Case Study: How 4 Landscape Industry Companies are Sharing Pictures of Their Work on Facebook
Did you know that Facebook is the world's largest photo sharing site? More photos are uploaded to Facebook than even Photobucket, Flickr and Picasa--each of which is solely a photo sharing site.
Did you know that consumers absolutely love looking at pictures of the creative work we do? Notice all the home and garden magazines? HGTV?
In our line of work we have an endless amount of creative imagery we can share. And Facebook has proven to be the absolute best place to share it.
Here's how four companies in the landscape industry are sharing images on their Facebook Pages:
Landform Design Group
Salt Lake City, Utah
I've written about Landform Design Group and how they share images of their work on their Facebook Page previously. Make sure you read the full case study here.
But let's recap anyway. And let me emphasize that this sharing process is what I think all landscape design and construction professionals should be doing.
Landform Design Group creates a photo album on their Facebook Page for each of their unique landscape projects. They then add images to the album over the course of the project's duration--beginning with the landscape plan and rendering all the way through the final touches.
This is a great way to tell the story of your work in real time and engage your fans over an extended period of time.

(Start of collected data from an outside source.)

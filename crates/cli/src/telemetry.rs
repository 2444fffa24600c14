//! Tracing subscriber and optional OTLP span export.

use anyhow::{Context, Result};
use opentelemetry::trace::TracerProvider as _;
use opentelemetry::KeyValue;
use opentelemetry_otlp::WithExportConfig;
use opentelemetry_sdk::trace::TracerProvider;
use opentelemetry_sdk::{runtime, Resource};
use tracing_subscriber::layer::SubscriberExt;
use tracing_subscriber::util::SubscriberInitExt;
use tracing_subscriber::{EnvFilter, Layer, Registry};

use crate::config::LogFormat;

const SERVICE_NAME: &str = "tekton-trigger";

/// Flushes exported spans when dropped.
pub struct TelemetryGuard {
    provider: Option<TracerProvider>,
}

impl Drop for TelemetryGuard {
    fn drop(&mut self) {
        if let Some(provider) = self.provider.take() {
            if let Err(e) = provider.shutdown() {
                eprintln!("failed to flush spans: {e}");
            }
        }
    }
}

/// Installs the global subscriber. `RUST_LOG` overrides the `info` default.
///
/// Must be called from within the Tokio runtime when `otlp_endpoint` is set.
pub fn init(format: LogFormat, otlp_endpoint: Option<&str>) -> Result<TelemetryGuard> {
    let filter = EnvFilter::try_from_default_env().unwrap_or_else(|_| EnvFilter::new("info"));

    let fmt_layer: Box<dyn Layer<Registry> + Send + Sync> = match format {
        LogFormat::Json => tracing_subscriber::fmt::layer()
            .json()
            .with_current_span(true)
            .with_span_list(false)
            .boxed(),
        LogFormat::Pretty => tracing_subscriber::fmt::layer().pretty().boxed(),
        LogFormat::Compact => tracing_subscriber::fmt::layer().compact().boxed(),
    };

    let provider = otlp_endpoint
        .filter(|e| !e.is_empty())
        .map(otlp_provider)
        .transpose()?;
    let otel_layer = provider
        .as_ref()
        .map(|p| tracing_opentelemetry::layer().with_tracer(p.tracer(SERVICE_NAME)));

    tracing_subscriber::registry()
        .with(fmt_layer)
        .with(otel_layer)
        .with(filter)
        .try_init()
        .context("failed to install tracing subscriber")?;

    Ok(TelemetryGuard { provider })
}

fn otlp_provider(endpoint: &str) -> Result<TracerProvider> {
    let exporter = opentelemetry_otlp::SpanExporter::builder()
        .with_tonic()
        .with_endpoint(endpoint)
        .build()
        .with_context(|| format!("failed to build OTLP exporter for {endpoint}"))?;

    Ok(TracerProvider::builder()
        .with_batch_exporter(exporter, runtime::Tokio)
        .with_resource(Resource::new([KeyValue::new("service.name", SERVICE_NAME)]))
        .build())
}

I call this the Trickle Approach.
Susan Cohan Gardens
Chatham, New Jersey
If you check out Susan's photo albums you'll see that she uses what I call the "Random Approach" (I just came up with that lol).
By this I mean that most of her photos don't get uploaded to a specific album--they get posted right to her wall. And she uploads a variety of images--her work, garden visits, products, designs, plants--all very random.
This is a great complement to the approach of Landform Design Group.
Facebook (and social media in general) is all about sharing what you are doing right now. If you're visiting a cool garden, snap some pics with your phone and share on your Facebook Page. If something in the moment inspires you--share it! This seems to be the approach Susan takes. It's just less deliberate than Land Form Design Group's approach.
Neave Group Outdoor Solutions
Wappingers Falls, New York
I'm working with Neave Group in many different facets, but one thing we are really trying to do is to encourage their employees to create content for their social media activities. This includes writing blog posts and, as we're concerned here, taking a ton of pictures.
Getting your employees and coworkers involved really humanizes your company. It gives your social efforts greater depth and vibrancy because of the numerous unique voices involved. And your content will have much more diversity.
We've set up an account for Neave Group on PicPlz.com--a mobile and web app--that their employees have downloaded on their company-issue iPhones. Employees are encouraged to take photos using the PicPlz app. This way, every photo, from numerous people, all go to the same place online automatically. We then post the best photos to the Neave Group Facebook page (and to Twitter).
Can you create an army of content creators?
Check out the wall photos on LandscapingNetwork.com's Facebook Page. You might notice a common thread. And this is totally deliberate.
The majority of photos they upload are images they take themselves. The important point I want to make is that along with each photo they provide a really good description. And it's a description meant to elicit a response (a comment). It's usually in the form of a question--"What do you think about these steps? What would you do differently?"
They get incredible interaction on their page because of this.
If you want engagement and interaction, then ask questions! And more specific and closed-ended the better. Make it easy on your fans to post a comment. Don't make them think too hard.
Check out the interaction they got on this picture they posted. Incredible! And it's because they asked a polarizing closed-ended question.